Several risk factors for EPSs have been described, including the following: the type and dose of AP or the combination of different APs; age (younger age for acute dystonia and older age for parkinsonism) and gender (male for acute dystonia, but female for parkinsonism); personal history of substance abuse or a family history of movement disorders; and disease-related factors such as cognitive deficits and early onset.3 In addition, there is an association between EPS and genetic markers in candidate genes related to neurotransmission. This includes dopaminergic,4, 5, 6, 7, 8, 9, 10 serotonergic11, 12, 13, 14, 15, 16 and more recently glutamatergic17, 18, 19, 20 transmission, although no single factor has been able to predict EPSs.21 Three non-hypothesis driven genome-wide association studies in patients with AP-induced EPSs were published that revealed different genetic variants.22, 23, 24 These still need confirmation.

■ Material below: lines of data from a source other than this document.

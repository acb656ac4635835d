//! Types for Cadence API requests and responses.

use crate::error::ServerClientError;
use cadence_playback::{seconds_to_duration, AudioSource, LyricLine, Track};
use serde::{Deserialize, Serialize};
use std::time::Duration;
use tracing::warn;

/// Configuration for connecting to a Cadence server.
#[derive(Debug, Clone)]
pub struct ServerConfig {
    /// Base URL of the server (e.g., "https://music.example.com")
    pub url: String,
    /// Bearer token sent with every request (if signed in)
    pub access_token: Option<String>,
}

impl ServerConfig {
    /// Create a new server config with just the URL.
    pub fn new(url: impl Into<String>) -> Self {
        Self {
            url: url.into(),
            access_token: None,
        }
    }

    /// Create a config for a signed-in user.
    pub fn with_token(url: impl Into<String>, access_token: impl Into<String>) -> Self {
        Self {
            url: url.into(),
            access_token: Some(access_token.into()),
        }
    }
}

// =============================================================================
// Server Info Types
// =============================================================================

/// Information about the Cadence server.
#[derive(Debug, Clone, Deserialize, Serialize)]
pub struct ServerInfo {
    pub name: String,
    pub version: String,
}

// =============================================================================
// Catalog Types
// =============================================================================

/// A song as returned by the server.
///
/// Songs are either uploaded audio files (`audio_url`) or references to a
/// video on the external platform (`video_id`).
#[derive(Debug, Clone, Deserialize, Serialize)]
pub struct ServerSong {
    pub id: String,
    pub title: String,
    pub artist_name: Option<String>,
    pub artwork_url: Option<String>,
    pub duration_seconds: Option<f64>,
    pub audio_url: Option<String>,
    pub video_id: Option<String>,
    #[serde(default)]
    pub lyrics: Vec<ServerLyricLine>,
}

/// One time-coded lyric line.
#[derive(Debug, Clone, Deserialize, Serialize)]
pub struct ServerLyricLine {
    pub start_seconds: f64,
    pub end_seconds: f64,
    pub text: String,
}

/// A playlist with its songs in play order.
#[derive(Debug, Clone, Deserialize, Serialize)]
pub struct ServerPlaylist {
    pub id: String,
    pub name: String,
    pub description: Option<String>,
    #[serde(default)]
    pub songs: Vec<ServerSong>,
}

fn non_empty(value: Option<String>) -> Option<String> {
    value.filter(|v| !v.trim().is_empty())
}

impl ServerSong {
    /// Playable source, preferring the uploaded file over the video
    pub fn audio_source(&self) -> Option<AudioSource> {
        non_empty(self.audio_url.clone())
            .map(AudioSource::Direct)
            .or_else(|| non_empty(self.video_id.clone()).map(AudioSource::Embedded))
    }
}

impl TryFrom<ServerSong> for Track {
    type Error = ServerClientError;

    fn try_from(song: ServerSong) -> Result<Self, Self::Error> {
        let Some(source) = song.audio_source() else {
            return Err(ServerClientError::NoPlayableSource(song.id));
        };

        let duration = song
            .duration_seconds
            .and_then(seconds_to_duration)
            .unwrap_or(Duration::ZERO);

        let mut track = Track::new(
            song.id,
            song.title,
            song.artist_name.unwrap_or_else(|| "Unknown Artist".to_string()),
            duration,
            source,
        );
        track.artwork_url = non_empty(song.artwork_url);

        let mut lyrics: Vec<LyricLine> = song
            .lyrics
            .into_iter()
            .filter_map(|line| {
                Some(LyricLine {
                    start: seconds_to_duration(line.start_seconds)?,
                    end: seconds_to_duration(line.end_seconds)?,
                    text: line.text,
                })
            })
            .collect();
        lyrics.sort_by_key(|line| line.start);
        track.lyrics = lyrics;

        Ok(track)
    }
}

impl ServerPlaylist {
    /// Tracks in play order, skipping songs that cannot be played
    pub fn into_tracks(self) -> Vec<Track> {
        let playlist_id = self.id;
        self.songs
            .into_iter()
            .filter_map(|song| match Track::try_from(song) {
                Ok(track) => Some(track),
                Err(e) => {
                    warn!(playlist_id = %playlist_id, error = %e, "Skipping song");
                    None
                }
            })
            .collect()
    }
}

To date, analyses have largely been conducted in patients with chronic schizophrenia and may not be applicable to patients with first episode psychosis (FEP), given that these patients have little or no prior AP exposure, tend to be treated with lower AP doses, and appear to be more sensitive to developing EPSs.25 Therefore, the main aim of this study was to investigate whether the risk of presenting EPS could be related to genetic polymorphisms in candidate dopaminergic, serotonergic and glutamatergic genes in a naturalistic cohort of FEP patients.

Materials and methods

Sample

The PEPs study (phenotype−genotype and environmental interaction. Application of a predictive model in first psychotic episodes) was a multicenter, prospective, longitudinal, naturalistic, follow-up study designed to evaluate the clinical, neuropsychological, neuroimaging, biochemical and genetic variables.26 It uses a sample of 335 patients with FEP. Participants were recruited from 16 centers in Spain.

The inclusion criteria for patients were: age between 7 and 35 years, presence of first psychotic symptoms (positive symptoms or disorganization) of at least 1 week duration in the last 12 months and speak Spanish correctly. The exclusion criteria for patients were: (1) mental retardation according to DSM-IV criteria,27 (2) history of head trauma with loss of consciousness and (3) presence of an organic disease with mental repercussions.

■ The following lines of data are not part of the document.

//! Playback configuration

use crate::error::{PlaybackError, Result};
use crate::types::ShuffleStrategy;
use serde::{Deserialize, Serialize};
use std::path::Path;
use std::time::Duration;

/// Configuration for the playback controller
#[derive(Debug, Clone, PartialEq, Serialize, Deserialize)]
#[serde(default)]
pub struct PlaybackConfig {
    /// Initial volume (0-100, default: 80)
    pub volume: u8,

    /// Initial shuffle flag (default: off)
    pub shuffle: bool,

    /// Initial repeat flag (default: off)
    pub repeat: bool,

    /// Algorithm used when shuffle is on (default: random)
    pub shuffle_strategy: ShuffleStrategy,

    /// Embedded player time polling period in milliseconds (default: 1000)
    pub poll_interval_ms: u64,

    /// Give up on a backend that has not become ready after this many
    /// seconds (default: 20, `None` waits forever)
    pub load_timeout_secs: Option<u64>,

    /// `previous()` restarts the current track instead of going back once
    /// the position is past this many seconds (default: disabled)
    pub previous_restart_threshold_secs: Option<u64>,
}

impl Default for PlaybackConfig {
    fn default() -> Self {
        Self {
            volume: 80,
            shuffle: false,
            repeat: false,
            shuffle_strategy: ShuffleStrategy::Random,
            poll_interval_ms: 1000,
            load_timeout_secs: Some(20),
            previous_restart_threshold_secs: None,
        }
    }
}

impl PlaybackConfig {
    /// Load configuration from an optional TOML file and the environment
    ///
    /// Environment variables use the `CADENCE_PLAYBACK_` prefix, e.g.
    /// `CADENCE_PLAYBACK_POLL_INTERVAL_MS=500`. Missing keys fall back to
    /// [`PlaybackConfig::default`].
    pub fn load(path: Option<&Path>) -> Result<Self> {
        let mut settings = config::Config::builder();

        if let Some(path) = path {
            if path.exists() {
                settings = settings.add_source(config::File::from(path.to_path_buf()));
            }
        }

        settings = settings.add_source(
            config::Environment::with_prefix("CADENCE_PLAYBACK")
                .prefix_separator("_")
                .try_parsing(true),
        );

        let config: Self = settings
            .build()
            .map_err(|e| PlaybackError::Config(e.to_string()))?
            .try_deserialize()
            .map_err(|e| PlaybackError::Config(e.to_string()))?;

        config.validate()?;
        Ok(config)
    }

    /// Validate configuration
    pub fn validate(&self) -> Result<()> {
        if self.volume > 100 {
            return Err(PlaybackError::Config(format!(
                "volume must be 0-100, got {}",
                self.volume
            )));
        }

        if self.poll_interval_ms == 0 {
            return Err(PlaybackError::Config(
                "poll_interval_ms must be greater than zero".to_string(),
            ));
        }

        if self.load_timeout_secs == Some(0) {
            return Err(PlaybackError::Config(
                "load_timeout_secs must be greater than zero (omit it to disable)".to_string(),
            ));
        }

        Ok(())
    }

    /// Replace out-of-range values with the nearest usable ones
    ///
    /// Used when a hand-built config fails [`validate`](Self::validate).
    #[must_use]
    pub fn sanitized(mut self) -> Self {
        let defaults = Self::default();
        self.volume = self.volume.min(100);
        if self.poll_interval_ms == 0 {
            self.poll_interval_ms = defaults.poll_interval_ms;
        }
        if self.load_timeout_secs == Some(0) {
            self.load_timeout_secs = defaults.load_timeout_secs;
        }
        self
    }

    /// Embedded player polling period
    pub fn poll_interval(&self) -> Duration {
        Duration::from_millis(self.poll_interval_ms)
    }

    /// Backend readiness watchdog, if enabled
    pub fn load_timeout(&self) -> Option<Duration> {
        self.load_timeout_secs.map(Duration::from_secs)
    }

    /// Position past which `previous()` restarts the current track
    pub fn previous_restart_threshold(&self) -> Option<Duration> {
        self.previous_restart_threshold_secs.map(Duration::from_secs)
    }
}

As this was a naturalistic study, there were no specific guidelines for treatments (drugs and/or psychotherapy). Treatment with AP did not exceed 12 months at study entry. All scales included in the PEPs project protocol, except those self-administered, were administered by expert clinicians. The rationale for these criteria and the complete clinical protocol used in the PEPs project was previously published elsewhere.26

Figure 1 summarizes the Consolidated Standards of Reporting Trials flow diagram of the present study. SGAs are a heterogeneous group, with different potency to induce EPS. In patients treated with low-potency SGAs, the effect of genetic polymorphisms in the appearance of EPS could be masked (patients with a high-risk genotype for EPS will not suffer EPS if treated with APs that rarely induced this side effect). For this reason, in order to avoid the confounding effect of AP potency and to obtain a more homogenous group, 113 patients treated with high-potency SGAs (amisulpride, paliperidone, risperidone and ziprasidone) were included and 92 patients treated with low-potency SGAs (aripiprazole, clozapine, olanzapine and quetiapine) were excluded. The distinction between low- and high-potency SGAs was based on the findings of a recently published meta-analysis.1

Figure 1
figure 1

Consolidated Standards of Reporting Trials flow diagram.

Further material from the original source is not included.